Le Comité de Bâle sur le contrôle bancaire, une autorité reconnue, décrit le blanchiment d’argent à travers le prisme des opérations financières : les criminels utilisent le système financier pour transférer des fonds entre comptes, en dissimulant la véritable source et les véritables propriétaires, ou utilisent des services de stockage pour accumuler des revenus.

Il est important de comprendre que le sujet de cette criminalité peut être aussi bien des établissements financiers que des personnes physiques ayant effectué l’une des actions clés suivantes :

  1. Ouverture de comptes pour déposer des fonds ;
  2. Aide à la conversion de biens en liquide ou en instruments financiers ;
  3. Facilitation de transferts de fonds via banques ou autres systèmes de paiement ;
  4. Transferts transfrontaliers d’argent ;
  5. Discrétion ou dissimulation de l’origine des revenus criminels par d’autres moyens.

Le blanchiment d’argent résout pour les criminels deux tâches essentielles. D’une part, il cache les traces d’activités criminelles et permet d’utiliser « légalement » les revenus illicites. D’autre part, il donne aux groupes criminels un accès au secteur légal, leur permettant de « se cacher » sous le masque de la légalité et d’élargir constamment leurs opérations criminelles.

« Argent sale » — ce sont les revenus issus du trafic de drogues, de la contrebande d’armes, de la fraude, des vols, des pots-de-vin et des infractions fiscales.

Comment fonctionne le système de blanchiment d’argent : trois étapes clés

Le cycle complet du blanchiment d’argent se compose de trois étapes successives, chacune jouant un rôle dans la transformation des revenus criminels.

Étape 1 : placement (placement)

À cette étape initiale, le blanchiment d’argent commence à fonctionner.

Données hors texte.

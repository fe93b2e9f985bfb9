use serde::{Deserialize, Serialize};

use crate::models::invoice::Invoice;

#[derive(Serialize, Deserialize, Default, Debug, Clone, PartialEq)]
pub struct Store {
    pub invoices: Vec<Invoice>,
}

impl Store {
    /// First invoice with the given id, in stored order
    pub fn get_invoice(&self, id: &str) -> Option<&Invoice> {
        self.invoices.iter().find(|i| i.id == id)
    }

    pub fn get_invoice_mut(&mut self, id: &str) -> Option<&mut Invoice> {
        self.invoices.iter_mut().find(|i| i.id == id)
    }

    pub fn contains_id(&self, id: &str) -> bool {
        self.get_invoice(id).is_some()
    }

    /// Append an invoice, suffixing its id with `-2`, `-3`, ... when it is
    /// already taken.
    pub fn add_invoice(&mut self, mut invoice: Invoice) -> &Invoice {
        if self.contains_id(&invoice.id) {
            let base = invoice.id.clone();
            let mut n = 2;
            while self.contains_id(&format!("{}-{}", base, n)) {
                n += 1;
            }
            invoice.id = format!("{}-{}", base, n);
            tracing::warn!(base_id = %base, id = %invoice.id, "invoice id already taken, suffixed");
        }

        let index = self.invoices.len();
        self.invoices.push(invoice);
        &self.invoices[index]
    }
}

Les criminels prennent des fonds en liquide, issus d’activités illicites, et les introduisent dans le système financier. Le scénario le plus courant est la transformation de petites sommes dispersées en formes plus faciles à contrôler et à dissimuler.

Par exemple, des trafiquants de drogue de rue reçoivent de nombreuses petites coupures, difficiles à transporter et facilement détectables. Solution : déposer l’argent à la banque ou acheter des titres financiers. Dès que les fonds sont sur un compte bancaire ou convertis en titres mobiles, l’étape de placement est terminée.

Dans le contexte moderne, les méthodes de placement sont variées : contrebande de liquide, transferts vers des établissements financiers pour les mêler à des dépôts légitimes. Le développement des technologies financières a élargi l’arsenal : opérations en caisse, transferts d’argent, cartes de crédit, banque mobile et en ligne.

Résultat pratique : les criminels obtiennent un traitement initial de leurs revenus, ce qui les rend plus faciles à utiliser pour les opérations suivantes et moins susceptibles d’être détectés.

Étape 2 : empilement (layering)

C’est une étape critique où le blanchiment d’argent devient véritablement complexe. Les criminels créent de multiples transactions et mouvements financiers, visant à rompre le lien entre l’argent et sa source initiale.

La mécanique est simple : à travers une série d’achats, de ventes, de transferts entre comptes et pays, l’argent subit une transformation. Les criminels utilisent des banques, des compagnies d’assurance, des courtiers, des marchés de l’or, des marchés automobiles, du commerce de détail — créant une chaîne de transactions compliquée. Certaines opérations sont effectuées via des comptes fictifs, des transactions commerciales fictives ou des paiements anonymes.

Instruments typiques de l’empilement :

  • Ouverture de comptes sous de faux noms ;
  • Opérations commerciales et paiements fictifs ;
  • Achat et vente de titres nominatifs ;
  • Opérations financières complexes à plusieurs niveaux.

Avec l’apparition du blanchiment transfrontalier, ces outils sont devenus encore plus sophistiqués. Si ces opérations sont effectuées via des « paradis fiscaux » ou des régions à la surveillance faible, la véritable origine, la nature et la direction des flux financiers deviennent presque impossibles à suivre pour les autorités de régulation.

Étape 3 : intégration (integration)

À cette étape finale, le blanchiment d’argent atteint son objectif. Les fonds, après empilement, dont le caractère illégal est désormais presque impossible à détecter pour une personne ordinaire, sont transférés sous l’apparence d’actifs légitimes vers des comptes d’organisations ou de personnes physiques sans lien évident avec le groupe criminel.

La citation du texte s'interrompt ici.